══ DATA FOR REVIEW ══
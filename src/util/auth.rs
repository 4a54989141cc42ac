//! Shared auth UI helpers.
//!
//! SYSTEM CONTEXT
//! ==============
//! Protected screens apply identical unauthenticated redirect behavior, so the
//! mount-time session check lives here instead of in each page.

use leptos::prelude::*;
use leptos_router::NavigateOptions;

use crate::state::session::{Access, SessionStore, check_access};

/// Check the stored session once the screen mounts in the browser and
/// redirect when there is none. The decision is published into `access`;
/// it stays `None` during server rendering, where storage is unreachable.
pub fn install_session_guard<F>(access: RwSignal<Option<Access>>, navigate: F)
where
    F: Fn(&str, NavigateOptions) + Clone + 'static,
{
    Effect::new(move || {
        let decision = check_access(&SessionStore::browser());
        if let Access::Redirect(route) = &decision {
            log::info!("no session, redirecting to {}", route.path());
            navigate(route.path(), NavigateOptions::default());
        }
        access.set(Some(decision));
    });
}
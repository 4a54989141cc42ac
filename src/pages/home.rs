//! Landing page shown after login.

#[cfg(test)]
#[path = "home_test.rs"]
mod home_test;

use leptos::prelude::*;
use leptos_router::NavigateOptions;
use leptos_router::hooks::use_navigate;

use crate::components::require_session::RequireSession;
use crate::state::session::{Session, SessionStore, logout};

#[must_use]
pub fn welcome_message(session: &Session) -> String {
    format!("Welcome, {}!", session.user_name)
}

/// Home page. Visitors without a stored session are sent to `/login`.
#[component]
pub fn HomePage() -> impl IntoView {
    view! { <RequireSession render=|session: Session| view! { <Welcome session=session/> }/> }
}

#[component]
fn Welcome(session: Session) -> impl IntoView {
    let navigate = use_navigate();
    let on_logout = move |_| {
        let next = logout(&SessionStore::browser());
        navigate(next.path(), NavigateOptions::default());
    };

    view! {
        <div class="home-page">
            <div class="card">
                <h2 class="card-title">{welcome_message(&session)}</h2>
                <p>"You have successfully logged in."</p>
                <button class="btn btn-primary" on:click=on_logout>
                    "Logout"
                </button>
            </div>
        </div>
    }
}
═══
══ DATA FOR REVIEW ══
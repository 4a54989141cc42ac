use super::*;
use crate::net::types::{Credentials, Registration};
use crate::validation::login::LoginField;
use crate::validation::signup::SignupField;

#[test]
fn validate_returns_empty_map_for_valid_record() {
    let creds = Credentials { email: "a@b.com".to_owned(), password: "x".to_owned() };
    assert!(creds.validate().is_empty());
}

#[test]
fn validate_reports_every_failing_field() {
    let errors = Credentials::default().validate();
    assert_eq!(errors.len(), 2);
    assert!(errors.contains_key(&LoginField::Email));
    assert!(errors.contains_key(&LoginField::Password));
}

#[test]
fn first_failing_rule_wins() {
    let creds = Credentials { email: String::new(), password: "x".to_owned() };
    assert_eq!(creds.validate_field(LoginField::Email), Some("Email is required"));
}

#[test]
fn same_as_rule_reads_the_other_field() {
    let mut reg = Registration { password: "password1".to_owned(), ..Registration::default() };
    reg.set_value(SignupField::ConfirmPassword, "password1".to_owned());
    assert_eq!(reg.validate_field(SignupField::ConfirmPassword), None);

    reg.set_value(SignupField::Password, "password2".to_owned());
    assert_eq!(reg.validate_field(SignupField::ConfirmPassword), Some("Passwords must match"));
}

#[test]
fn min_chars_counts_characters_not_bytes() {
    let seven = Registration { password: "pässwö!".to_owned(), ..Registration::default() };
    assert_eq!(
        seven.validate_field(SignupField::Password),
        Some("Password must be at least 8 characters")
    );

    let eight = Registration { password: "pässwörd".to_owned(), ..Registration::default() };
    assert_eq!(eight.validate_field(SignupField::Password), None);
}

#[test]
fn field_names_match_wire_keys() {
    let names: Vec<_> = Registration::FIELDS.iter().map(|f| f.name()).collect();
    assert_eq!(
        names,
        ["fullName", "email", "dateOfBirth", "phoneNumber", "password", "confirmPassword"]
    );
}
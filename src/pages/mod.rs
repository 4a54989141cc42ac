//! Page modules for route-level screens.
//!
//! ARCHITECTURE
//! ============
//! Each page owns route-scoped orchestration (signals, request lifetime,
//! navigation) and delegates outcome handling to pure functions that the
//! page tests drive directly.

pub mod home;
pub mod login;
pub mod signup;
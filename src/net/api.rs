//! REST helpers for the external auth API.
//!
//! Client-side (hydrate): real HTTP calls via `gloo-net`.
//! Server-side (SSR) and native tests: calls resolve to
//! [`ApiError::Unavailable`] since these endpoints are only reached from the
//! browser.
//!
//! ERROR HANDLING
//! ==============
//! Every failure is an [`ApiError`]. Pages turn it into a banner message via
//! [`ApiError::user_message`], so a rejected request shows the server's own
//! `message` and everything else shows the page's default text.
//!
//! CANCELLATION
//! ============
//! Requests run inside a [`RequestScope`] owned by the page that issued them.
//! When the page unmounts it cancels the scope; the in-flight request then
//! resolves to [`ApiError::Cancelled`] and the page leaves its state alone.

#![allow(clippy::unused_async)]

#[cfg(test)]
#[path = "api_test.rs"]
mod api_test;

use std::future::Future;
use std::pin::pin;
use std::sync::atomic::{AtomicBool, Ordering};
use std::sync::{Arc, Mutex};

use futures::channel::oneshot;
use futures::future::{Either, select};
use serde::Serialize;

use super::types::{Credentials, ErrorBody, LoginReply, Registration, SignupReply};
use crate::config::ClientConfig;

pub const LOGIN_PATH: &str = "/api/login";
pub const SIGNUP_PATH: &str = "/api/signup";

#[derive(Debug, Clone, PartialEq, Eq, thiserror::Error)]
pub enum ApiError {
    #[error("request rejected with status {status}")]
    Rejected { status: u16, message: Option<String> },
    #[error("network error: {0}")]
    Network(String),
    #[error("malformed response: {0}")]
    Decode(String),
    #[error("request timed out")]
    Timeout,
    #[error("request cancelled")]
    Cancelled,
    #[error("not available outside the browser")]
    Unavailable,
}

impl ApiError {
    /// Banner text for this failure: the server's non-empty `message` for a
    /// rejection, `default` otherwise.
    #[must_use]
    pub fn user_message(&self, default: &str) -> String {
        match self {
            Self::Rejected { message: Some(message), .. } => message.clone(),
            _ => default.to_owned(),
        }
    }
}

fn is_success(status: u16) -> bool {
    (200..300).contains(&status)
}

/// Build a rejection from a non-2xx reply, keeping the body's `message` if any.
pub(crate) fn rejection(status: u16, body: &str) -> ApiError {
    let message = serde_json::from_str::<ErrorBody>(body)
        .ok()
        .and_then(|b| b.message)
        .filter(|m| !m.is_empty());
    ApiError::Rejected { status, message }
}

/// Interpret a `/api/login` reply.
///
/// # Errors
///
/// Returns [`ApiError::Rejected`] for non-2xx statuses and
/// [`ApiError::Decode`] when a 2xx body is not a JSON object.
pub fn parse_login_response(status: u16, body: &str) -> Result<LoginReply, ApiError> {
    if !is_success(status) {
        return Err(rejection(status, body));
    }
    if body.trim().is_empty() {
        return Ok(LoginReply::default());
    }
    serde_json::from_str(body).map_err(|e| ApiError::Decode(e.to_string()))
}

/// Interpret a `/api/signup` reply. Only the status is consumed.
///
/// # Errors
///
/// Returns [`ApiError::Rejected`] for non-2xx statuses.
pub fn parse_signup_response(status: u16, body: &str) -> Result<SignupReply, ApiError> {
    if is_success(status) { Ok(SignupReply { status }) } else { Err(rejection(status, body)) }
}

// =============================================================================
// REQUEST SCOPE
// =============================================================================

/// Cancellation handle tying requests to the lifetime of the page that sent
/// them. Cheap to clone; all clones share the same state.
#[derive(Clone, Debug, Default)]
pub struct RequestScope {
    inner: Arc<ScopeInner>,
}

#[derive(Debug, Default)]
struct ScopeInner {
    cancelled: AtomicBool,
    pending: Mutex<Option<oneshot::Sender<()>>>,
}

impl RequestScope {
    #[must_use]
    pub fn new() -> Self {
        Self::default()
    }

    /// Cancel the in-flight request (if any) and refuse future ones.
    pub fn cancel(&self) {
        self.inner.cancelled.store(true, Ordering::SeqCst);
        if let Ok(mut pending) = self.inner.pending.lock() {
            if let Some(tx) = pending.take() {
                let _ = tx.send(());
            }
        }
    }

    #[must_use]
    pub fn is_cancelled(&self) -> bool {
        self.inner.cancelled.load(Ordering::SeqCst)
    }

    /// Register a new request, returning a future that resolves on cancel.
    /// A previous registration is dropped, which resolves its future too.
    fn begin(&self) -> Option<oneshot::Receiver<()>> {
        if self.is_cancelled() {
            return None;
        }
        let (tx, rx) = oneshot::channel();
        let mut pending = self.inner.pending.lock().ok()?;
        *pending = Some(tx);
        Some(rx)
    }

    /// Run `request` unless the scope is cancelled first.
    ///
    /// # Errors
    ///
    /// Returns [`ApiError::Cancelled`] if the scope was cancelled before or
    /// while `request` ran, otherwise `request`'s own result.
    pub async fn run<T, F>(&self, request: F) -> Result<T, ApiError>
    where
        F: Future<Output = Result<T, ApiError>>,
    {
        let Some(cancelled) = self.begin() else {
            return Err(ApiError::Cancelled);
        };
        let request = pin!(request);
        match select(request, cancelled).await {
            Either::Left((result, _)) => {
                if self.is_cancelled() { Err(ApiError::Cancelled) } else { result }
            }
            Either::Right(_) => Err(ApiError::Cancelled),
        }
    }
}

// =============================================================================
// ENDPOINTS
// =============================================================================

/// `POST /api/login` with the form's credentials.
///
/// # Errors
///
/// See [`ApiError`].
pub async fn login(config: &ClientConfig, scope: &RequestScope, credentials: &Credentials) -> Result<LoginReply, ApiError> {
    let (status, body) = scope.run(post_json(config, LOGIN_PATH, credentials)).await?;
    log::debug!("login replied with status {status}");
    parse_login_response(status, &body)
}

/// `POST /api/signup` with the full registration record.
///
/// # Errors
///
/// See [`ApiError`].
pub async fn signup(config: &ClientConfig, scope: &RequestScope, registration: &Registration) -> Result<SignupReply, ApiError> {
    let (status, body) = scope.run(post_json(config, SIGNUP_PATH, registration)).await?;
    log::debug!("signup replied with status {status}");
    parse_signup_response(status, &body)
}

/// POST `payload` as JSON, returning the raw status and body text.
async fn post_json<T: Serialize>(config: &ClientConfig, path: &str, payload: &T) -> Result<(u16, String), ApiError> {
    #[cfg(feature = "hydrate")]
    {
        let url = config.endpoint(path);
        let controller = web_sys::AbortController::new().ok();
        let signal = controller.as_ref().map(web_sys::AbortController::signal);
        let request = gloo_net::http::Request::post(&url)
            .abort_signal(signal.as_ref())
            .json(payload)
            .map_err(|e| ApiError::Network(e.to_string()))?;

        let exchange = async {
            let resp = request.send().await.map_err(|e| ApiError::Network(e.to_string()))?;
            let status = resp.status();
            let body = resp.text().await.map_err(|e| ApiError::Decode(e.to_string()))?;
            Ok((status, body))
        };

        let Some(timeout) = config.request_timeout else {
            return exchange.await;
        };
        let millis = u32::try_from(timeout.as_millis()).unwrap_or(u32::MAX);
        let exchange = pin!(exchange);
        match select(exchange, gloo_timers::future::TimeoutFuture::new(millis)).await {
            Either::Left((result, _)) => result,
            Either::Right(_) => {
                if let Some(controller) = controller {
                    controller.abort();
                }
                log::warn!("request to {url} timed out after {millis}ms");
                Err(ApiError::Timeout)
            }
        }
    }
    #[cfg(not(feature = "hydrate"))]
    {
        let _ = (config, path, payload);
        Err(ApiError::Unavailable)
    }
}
═══
══ DATA FOR REVIEW ══
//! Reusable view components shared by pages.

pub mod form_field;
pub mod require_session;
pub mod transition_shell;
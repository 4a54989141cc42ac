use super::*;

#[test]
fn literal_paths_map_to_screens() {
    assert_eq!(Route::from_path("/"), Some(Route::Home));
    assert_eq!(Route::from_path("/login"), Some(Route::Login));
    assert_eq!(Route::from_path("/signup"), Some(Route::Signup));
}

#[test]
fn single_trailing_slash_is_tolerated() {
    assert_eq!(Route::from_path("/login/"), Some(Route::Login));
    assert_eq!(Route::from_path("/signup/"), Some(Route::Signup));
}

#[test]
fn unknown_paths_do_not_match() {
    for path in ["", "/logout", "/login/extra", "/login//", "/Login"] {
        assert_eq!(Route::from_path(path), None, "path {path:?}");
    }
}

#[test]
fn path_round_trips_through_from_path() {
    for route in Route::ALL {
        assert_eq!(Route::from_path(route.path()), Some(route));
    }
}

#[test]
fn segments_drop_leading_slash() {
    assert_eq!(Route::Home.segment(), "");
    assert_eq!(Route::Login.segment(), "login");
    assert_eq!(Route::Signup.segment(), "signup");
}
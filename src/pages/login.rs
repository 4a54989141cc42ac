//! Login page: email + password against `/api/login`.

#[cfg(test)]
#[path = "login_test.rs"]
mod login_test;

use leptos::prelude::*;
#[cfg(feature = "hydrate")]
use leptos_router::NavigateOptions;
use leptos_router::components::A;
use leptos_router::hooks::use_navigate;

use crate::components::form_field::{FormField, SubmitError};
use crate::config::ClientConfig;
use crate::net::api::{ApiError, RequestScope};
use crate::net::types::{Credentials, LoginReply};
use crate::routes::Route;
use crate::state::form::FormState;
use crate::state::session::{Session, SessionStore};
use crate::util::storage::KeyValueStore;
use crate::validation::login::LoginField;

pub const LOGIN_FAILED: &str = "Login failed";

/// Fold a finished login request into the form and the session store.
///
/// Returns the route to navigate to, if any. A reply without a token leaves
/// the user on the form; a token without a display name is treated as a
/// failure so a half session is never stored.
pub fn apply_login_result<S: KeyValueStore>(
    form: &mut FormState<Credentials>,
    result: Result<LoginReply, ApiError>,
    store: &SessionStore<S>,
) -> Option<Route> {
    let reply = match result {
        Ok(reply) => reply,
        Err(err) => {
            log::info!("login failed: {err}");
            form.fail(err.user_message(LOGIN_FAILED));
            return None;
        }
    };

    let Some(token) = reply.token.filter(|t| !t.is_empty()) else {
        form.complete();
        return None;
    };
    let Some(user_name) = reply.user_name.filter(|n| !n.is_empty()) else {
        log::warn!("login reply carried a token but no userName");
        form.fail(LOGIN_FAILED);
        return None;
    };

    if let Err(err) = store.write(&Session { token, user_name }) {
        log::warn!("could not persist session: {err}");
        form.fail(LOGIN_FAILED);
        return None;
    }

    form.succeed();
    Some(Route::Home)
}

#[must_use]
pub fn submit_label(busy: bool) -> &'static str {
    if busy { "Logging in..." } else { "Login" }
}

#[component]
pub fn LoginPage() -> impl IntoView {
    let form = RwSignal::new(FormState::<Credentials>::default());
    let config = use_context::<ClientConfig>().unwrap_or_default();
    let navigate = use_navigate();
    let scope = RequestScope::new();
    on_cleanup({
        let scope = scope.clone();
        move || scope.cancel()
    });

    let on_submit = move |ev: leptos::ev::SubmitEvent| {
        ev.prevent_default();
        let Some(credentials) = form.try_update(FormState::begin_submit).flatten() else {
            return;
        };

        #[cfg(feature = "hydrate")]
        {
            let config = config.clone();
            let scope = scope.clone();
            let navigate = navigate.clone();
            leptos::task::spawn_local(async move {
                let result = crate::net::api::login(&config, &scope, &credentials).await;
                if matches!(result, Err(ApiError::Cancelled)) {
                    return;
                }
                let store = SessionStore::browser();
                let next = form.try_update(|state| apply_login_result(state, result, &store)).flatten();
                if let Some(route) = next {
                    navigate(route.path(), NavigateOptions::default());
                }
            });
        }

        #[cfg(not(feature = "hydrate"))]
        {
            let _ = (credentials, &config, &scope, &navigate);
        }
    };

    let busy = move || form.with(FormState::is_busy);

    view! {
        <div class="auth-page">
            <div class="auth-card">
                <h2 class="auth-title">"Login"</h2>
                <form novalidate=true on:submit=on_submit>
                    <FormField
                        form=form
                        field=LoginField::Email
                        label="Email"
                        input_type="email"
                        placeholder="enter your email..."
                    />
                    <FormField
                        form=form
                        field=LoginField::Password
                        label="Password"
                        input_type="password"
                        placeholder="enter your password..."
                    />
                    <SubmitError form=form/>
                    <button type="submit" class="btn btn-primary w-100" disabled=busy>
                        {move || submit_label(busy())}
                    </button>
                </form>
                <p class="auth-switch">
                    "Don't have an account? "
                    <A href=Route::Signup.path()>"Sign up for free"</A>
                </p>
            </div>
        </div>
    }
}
═══
TASK TO COMPLETE: Looking through the data above, copy out each line in which the string "IntoView" occurs.

EXERCISE ANSWER:
pub fn HomePage() -> impl IntoView {
fn Welcome(session: Session) -> impl IntoView {
pub fn LoginPage() -> impl IntoView {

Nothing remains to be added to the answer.